▶ **Exercise**:
Please filter the data below down to the lines holding the string "NoIncludes".

▶ **Source information**:
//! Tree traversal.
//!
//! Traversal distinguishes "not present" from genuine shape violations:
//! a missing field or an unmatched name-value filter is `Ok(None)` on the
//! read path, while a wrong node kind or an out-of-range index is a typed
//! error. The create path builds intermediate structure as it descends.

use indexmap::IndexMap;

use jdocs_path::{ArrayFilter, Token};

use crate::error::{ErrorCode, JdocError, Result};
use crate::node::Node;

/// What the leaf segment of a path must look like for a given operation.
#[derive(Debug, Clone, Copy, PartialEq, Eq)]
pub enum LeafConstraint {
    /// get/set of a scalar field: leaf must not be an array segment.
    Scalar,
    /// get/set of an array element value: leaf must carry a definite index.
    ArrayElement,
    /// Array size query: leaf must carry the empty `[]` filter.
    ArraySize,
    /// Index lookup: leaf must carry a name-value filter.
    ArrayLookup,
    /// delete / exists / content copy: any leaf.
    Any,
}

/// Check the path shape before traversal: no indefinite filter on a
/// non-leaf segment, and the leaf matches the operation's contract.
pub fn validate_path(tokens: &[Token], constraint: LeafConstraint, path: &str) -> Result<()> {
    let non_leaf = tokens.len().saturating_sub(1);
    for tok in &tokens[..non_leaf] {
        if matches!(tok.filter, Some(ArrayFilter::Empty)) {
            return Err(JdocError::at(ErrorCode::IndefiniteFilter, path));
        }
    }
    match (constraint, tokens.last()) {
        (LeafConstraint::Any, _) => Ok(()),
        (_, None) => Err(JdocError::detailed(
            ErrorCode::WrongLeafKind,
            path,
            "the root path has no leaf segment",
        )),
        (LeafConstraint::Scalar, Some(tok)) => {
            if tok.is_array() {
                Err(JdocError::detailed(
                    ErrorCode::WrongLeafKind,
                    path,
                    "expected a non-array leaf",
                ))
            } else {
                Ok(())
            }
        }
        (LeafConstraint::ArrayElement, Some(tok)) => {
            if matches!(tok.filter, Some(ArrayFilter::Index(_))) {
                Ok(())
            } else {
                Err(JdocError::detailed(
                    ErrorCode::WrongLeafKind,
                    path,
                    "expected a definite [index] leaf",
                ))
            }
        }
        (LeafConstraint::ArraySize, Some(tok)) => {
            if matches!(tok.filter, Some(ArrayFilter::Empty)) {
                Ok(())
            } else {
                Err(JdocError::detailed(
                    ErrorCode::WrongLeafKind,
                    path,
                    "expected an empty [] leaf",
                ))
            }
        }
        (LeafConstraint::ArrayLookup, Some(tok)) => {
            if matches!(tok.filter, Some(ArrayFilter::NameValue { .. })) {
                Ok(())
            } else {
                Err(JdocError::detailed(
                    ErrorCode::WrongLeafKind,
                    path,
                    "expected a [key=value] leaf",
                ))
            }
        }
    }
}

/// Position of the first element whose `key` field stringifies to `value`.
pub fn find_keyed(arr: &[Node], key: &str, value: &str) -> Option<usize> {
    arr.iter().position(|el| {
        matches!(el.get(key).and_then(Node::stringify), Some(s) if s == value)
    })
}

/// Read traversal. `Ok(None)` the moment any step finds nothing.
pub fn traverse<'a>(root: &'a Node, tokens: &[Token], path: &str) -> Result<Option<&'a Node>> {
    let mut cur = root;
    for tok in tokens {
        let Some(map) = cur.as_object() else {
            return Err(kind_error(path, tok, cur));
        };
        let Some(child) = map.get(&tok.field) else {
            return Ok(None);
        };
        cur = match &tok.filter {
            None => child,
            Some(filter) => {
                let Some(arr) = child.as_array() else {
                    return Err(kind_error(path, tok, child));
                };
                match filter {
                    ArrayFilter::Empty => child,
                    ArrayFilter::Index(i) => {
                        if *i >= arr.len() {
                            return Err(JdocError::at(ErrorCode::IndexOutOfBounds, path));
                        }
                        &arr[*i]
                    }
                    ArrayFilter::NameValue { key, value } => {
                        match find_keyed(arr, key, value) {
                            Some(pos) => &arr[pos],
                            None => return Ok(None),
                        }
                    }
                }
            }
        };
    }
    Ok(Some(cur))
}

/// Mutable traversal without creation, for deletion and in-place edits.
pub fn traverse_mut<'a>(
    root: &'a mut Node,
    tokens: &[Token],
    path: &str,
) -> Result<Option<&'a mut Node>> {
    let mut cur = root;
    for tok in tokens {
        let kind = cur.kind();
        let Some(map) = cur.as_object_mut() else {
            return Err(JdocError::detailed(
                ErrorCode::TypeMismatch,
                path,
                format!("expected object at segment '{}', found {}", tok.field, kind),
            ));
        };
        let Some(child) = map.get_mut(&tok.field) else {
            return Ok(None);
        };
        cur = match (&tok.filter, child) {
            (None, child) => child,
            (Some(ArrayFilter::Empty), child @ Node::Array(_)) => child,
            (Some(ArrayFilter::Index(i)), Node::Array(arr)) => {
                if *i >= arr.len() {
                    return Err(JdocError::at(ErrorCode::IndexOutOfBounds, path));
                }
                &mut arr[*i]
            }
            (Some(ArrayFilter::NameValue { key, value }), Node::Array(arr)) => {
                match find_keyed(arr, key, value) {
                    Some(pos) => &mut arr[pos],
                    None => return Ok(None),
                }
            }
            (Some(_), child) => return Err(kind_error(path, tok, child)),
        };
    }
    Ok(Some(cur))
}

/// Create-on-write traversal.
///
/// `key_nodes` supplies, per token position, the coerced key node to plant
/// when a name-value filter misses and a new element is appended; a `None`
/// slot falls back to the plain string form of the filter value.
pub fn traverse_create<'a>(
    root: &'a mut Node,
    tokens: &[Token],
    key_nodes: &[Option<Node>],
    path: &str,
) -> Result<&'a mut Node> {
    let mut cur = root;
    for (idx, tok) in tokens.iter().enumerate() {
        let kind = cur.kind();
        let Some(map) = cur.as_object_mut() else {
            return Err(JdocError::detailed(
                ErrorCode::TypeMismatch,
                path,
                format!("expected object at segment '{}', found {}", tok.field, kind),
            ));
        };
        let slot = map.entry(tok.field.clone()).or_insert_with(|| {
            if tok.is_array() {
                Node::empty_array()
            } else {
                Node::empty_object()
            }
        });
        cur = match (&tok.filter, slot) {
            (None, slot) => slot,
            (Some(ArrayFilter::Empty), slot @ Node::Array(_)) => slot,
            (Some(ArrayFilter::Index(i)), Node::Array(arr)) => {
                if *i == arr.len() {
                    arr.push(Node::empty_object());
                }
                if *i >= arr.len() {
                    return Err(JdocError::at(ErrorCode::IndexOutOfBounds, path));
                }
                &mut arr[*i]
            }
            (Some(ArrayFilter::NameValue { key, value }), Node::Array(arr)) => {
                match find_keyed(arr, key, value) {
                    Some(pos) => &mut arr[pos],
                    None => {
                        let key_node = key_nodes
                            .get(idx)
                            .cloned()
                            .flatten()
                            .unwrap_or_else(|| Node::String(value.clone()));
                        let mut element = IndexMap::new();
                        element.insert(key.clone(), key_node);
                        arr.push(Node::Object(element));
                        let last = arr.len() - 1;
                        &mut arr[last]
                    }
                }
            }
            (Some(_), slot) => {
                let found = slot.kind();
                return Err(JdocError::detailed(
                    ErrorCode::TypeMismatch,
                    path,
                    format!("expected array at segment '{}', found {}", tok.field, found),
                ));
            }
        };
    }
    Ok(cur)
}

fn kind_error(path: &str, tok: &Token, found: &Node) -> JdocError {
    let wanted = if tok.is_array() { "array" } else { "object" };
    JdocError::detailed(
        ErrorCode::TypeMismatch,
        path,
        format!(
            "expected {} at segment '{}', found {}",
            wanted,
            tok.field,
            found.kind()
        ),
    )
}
---
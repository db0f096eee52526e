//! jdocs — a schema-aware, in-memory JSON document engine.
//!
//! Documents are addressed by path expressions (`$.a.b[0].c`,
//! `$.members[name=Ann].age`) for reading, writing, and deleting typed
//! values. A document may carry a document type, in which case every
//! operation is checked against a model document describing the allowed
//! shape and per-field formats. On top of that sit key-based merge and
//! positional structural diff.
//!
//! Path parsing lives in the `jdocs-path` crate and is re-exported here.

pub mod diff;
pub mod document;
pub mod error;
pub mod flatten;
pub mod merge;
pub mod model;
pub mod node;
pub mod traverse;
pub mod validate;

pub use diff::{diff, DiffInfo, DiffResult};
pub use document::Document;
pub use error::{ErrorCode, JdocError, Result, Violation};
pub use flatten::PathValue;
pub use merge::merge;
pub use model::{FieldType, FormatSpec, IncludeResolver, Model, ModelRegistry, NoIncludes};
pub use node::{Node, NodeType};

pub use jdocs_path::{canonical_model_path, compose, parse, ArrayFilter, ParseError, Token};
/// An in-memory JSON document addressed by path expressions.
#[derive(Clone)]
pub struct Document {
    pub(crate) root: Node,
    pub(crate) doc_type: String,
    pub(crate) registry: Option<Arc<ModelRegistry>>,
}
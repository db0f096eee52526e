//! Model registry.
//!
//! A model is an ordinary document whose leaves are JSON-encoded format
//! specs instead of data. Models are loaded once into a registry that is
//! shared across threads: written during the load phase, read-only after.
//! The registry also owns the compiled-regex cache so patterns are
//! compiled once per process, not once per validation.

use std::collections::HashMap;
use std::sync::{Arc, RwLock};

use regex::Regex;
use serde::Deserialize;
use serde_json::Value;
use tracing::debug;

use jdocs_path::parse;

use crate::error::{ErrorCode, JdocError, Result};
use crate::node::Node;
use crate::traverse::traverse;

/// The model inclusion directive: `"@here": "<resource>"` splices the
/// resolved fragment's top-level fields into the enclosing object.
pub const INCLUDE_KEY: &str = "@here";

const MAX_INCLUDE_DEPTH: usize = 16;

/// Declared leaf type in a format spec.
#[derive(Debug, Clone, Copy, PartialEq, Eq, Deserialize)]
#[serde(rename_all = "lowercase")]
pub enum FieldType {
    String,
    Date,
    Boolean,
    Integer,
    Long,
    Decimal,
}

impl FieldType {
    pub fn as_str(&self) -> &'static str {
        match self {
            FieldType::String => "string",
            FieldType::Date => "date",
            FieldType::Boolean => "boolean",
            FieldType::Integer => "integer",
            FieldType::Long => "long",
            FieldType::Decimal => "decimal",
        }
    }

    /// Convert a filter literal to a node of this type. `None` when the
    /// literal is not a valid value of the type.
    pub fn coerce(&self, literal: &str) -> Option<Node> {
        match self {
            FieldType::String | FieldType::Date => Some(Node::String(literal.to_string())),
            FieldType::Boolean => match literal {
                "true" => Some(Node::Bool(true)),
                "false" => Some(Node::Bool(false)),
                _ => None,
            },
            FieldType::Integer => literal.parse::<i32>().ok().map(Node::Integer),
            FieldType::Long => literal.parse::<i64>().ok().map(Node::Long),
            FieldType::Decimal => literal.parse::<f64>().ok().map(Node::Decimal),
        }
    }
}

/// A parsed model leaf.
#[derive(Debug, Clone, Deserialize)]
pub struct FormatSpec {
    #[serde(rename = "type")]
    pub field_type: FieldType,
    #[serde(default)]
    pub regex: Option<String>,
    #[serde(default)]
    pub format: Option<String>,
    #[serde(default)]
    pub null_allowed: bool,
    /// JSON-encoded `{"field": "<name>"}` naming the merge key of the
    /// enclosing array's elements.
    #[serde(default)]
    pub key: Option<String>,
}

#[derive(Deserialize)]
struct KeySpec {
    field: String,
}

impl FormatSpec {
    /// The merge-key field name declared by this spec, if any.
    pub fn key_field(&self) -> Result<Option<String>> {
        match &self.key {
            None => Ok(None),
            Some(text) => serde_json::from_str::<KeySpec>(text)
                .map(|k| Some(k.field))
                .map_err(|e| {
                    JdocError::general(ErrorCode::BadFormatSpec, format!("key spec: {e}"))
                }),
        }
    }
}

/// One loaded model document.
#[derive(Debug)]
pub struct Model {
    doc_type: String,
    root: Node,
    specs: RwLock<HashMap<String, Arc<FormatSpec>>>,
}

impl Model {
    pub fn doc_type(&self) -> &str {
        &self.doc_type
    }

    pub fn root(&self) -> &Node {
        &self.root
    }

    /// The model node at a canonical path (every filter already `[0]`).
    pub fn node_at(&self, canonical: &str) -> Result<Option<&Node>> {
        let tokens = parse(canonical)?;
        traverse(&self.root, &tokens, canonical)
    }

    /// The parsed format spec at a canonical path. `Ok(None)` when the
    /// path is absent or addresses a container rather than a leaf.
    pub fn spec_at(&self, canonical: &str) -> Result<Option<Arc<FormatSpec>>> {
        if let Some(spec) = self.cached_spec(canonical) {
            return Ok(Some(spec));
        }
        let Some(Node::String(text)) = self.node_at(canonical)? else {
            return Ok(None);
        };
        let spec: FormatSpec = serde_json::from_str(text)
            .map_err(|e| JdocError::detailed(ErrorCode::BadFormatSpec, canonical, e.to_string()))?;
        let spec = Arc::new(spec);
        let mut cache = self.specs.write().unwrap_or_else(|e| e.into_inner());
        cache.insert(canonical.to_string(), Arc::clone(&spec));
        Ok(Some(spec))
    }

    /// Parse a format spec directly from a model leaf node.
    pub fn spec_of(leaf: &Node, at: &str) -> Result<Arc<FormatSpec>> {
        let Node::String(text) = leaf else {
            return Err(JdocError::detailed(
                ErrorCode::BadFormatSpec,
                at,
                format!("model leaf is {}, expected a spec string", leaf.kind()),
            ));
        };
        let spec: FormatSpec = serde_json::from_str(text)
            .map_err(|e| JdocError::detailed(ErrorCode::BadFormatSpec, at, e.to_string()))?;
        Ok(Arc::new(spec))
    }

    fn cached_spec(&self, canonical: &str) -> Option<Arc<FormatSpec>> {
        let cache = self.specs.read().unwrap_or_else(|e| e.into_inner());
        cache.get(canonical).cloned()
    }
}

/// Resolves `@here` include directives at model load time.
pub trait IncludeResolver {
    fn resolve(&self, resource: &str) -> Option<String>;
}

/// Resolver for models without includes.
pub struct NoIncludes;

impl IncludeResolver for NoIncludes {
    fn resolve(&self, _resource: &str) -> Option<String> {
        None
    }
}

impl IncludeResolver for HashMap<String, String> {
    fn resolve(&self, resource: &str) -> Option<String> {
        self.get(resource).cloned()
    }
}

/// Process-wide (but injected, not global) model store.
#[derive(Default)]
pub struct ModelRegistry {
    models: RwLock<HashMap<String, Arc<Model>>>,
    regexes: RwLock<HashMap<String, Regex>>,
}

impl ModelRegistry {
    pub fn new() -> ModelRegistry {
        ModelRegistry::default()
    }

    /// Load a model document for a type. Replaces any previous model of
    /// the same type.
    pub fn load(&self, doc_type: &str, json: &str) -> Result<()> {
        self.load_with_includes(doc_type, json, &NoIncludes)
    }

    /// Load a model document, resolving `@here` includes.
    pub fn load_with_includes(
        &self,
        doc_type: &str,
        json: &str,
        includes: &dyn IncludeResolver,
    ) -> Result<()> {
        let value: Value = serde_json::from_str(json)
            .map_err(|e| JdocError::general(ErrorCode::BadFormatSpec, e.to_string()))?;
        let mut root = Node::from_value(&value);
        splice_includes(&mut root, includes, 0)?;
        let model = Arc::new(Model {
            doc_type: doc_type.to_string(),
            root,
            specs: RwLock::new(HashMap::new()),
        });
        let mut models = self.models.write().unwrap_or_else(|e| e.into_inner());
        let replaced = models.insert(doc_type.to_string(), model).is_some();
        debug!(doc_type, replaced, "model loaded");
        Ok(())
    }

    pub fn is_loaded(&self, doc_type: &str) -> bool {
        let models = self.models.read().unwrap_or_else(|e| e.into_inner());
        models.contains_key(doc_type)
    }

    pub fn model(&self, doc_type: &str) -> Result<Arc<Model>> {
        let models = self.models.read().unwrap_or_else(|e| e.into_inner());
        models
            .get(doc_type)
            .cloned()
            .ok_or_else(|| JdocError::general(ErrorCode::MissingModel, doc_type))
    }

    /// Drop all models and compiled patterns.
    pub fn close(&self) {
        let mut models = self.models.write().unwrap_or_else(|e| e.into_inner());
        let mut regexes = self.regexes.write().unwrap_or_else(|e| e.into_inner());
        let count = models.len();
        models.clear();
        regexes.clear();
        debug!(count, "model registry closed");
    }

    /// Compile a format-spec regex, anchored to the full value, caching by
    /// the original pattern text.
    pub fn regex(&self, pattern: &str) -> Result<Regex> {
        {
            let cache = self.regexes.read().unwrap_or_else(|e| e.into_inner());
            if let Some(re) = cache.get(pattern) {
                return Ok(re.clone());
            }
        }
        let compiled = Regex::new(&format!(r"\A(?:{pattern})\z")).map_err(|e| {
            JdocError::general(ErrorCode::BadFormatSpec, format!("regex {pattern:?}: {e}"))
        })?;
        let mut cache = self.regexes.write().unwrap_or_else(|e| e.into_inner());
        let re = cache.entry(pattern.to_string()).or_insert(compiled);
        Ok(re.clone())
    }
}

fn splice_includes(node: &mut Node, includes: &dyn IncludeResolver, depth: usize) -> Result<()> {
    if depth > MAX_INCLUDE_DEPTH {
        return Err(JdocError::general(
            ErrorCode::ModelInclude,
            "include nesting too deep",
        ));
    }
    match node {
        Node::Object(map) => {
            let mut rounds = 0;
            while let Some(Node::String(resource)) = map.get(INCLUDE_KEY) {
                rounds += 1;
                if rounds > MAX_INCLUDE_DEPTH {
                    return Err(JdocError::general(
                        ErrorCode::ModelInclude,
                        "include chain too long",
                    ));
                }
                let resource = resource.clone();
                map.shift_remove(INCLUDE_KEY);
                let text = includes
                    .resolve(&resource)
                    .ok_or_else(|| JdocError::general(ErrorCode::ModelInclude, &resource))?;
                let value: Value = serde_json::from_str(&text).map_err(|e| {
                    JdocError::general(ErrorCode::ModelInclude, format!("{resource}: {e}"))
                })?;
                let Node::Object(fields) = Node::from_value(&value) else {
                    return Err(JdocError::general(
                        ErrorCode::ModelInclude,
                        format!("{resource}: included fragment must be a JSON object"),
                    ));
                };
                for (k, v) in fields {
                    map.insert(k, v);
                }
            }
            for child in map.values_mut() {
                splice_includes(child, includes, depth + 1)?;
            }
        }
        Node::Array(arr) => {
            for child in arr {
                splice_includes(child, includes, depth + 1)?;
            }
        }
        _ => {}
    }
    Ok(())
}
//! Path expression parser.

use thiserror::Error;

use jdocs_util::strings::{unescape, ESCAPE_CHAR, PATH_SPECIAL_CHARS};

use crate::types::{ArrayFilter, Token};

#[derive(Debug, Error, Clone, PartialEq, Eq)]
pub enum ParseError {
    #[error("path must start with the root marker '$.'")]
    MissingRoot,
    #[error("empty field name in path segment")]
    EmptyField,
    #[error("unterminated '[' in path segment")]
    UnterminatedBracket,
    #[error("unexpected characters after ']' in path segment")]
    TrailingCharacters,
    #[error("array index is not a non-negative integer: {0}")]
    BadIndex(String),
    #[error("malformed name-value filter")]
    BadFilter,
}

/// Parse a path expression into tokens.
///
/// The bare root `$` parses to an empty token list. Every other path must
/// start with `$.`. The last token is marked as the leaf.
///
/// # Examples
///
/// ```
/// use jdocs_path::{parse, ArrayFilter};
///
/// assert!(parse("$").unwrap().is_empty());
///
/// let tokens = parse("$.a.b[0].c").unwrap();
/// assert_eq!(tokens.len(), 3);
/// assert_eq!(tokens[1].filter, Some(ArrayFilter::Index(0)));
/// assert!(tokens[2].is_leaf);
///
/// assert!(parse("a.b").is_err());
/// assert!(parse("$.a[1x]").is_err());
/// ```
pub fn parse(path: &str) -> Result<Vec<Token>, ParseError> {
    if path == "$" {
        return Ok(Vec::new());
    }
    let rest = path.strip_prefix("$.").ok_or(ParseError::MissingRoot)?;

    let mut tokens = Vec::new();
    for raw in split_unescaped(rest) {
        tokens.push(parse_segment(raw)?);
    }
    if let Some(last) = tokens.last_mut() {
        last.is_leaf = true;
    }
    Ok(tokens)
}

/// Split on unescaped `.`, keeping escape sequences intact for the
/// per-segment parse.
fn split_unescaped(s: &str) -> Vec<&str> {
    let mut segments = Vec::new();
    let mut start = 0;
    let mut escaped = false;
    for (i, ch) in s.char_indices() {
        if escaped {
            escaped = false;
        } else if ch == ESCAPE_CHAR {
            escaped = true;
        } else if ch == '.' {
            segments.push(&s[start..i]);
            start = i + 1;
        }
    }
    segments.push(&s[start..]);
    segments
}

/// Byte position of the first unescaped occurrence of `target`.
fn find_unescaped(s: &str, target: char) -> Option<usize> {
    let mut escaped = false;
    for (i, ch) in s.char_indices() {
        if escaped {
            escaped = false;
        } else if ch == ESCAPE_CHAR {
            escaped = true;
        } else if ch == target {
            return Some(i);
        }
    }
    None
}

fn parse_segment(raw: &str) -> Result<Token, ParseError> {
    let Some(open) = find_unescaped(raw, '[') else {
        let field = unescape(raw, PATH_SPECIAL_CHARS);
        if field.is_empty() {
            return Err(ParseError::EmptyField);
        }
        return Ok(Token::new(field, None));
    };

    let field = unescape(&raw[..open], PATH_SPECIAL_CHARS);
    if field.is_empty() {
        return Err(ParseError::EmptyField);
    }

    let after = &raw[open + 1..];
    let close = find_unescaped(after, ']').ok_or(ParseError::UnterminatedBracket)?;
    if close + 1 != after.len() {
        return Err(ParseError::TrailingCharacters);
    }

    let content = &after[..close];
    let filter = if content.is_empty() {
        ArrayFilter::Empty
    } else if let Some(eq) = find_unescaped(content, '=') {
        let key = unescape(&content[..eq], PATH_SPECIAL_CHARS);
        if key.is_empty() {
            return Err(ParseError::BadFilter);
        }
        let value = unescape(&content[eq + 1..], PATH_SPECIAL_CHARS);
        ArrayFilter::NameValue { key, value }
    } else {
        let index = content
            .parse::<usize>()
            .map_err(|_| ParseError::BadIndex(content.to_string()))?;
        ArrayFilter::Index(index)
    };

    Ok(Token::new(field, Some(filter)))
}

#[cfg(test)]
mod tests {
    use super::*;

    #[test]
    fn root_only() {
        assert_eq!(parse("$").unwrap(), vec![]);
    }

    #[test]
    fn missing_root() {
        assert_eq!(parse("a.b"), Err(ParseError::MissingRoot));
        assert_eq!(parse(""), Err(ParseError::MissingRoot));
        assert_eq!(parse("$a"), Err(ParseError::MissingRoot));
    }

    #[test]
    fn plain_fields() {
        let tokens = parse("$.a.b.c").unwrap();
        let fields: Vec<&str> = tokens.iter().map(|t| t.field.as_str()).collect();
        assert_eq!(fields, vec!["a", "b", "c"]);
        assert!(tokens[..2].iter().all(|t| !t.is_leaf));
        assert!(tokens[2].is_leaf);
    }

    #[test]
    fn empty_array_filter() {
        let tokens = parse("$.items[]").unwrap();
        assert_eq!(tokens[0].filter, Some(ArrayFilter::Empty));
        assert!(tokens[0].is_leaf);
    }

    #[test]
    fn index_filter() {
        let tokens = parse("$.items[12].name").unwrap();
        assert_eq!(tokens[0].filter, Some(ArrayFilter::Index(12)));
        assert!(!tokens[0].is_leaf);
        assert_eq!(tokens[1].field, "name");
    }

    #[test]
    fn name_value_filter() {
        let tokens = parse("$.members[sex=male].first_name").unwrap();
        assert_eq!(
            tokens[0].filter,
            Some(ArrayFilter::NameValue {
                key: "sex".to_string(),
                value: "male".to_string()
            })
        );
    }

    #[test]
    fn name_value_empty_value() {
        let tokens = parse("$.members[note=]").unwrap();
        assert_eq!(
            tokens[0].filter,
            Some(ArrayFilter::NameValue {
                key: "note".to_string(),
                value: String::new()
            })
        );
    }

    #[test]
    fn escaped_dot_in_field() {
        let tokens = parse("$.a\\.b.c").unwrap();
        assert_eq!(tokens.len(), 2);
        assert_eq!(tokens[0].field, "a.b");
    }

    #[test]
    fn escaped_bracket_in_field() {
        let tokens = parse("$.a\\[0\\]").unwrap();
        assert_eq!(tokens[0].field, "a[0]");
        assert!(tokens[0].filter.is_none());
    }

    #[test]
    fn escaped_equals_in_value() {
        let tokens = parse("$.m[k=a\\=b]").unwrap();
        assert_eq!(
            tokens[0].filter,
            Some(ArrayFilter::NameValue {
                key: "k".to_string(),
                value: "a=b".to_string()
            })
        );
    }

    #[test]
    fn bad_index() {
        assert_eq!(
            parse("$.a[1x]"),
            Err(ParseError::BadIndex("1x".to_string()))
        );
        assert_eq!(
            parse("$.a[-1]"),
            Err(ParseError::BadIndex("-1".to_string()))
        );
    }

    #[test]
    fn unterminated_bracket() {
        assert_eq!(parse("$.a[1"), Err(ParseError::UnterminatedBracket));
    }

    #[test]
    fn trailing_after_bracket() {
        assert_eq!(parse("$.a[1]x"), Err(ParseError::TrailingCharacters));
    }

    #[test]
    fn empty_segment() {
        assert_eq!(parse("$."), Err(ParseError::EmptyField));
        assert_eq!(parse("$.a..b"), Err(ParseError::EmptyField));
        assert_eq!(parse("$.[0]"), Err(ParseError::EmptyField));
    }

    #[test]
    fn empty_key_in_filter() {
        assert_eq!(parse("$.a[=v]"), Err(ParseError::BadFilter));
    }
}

▶ **Written response**:
pub use model::{FieldType, FormatSpec, IncludeResolver, Model, ModelRegistry, NoIncludes};
pub struct NoIncludes;
impl IncludeResolver for NoIncludes {
        self.load_with_includes(doc_type, json, &NoIncludes)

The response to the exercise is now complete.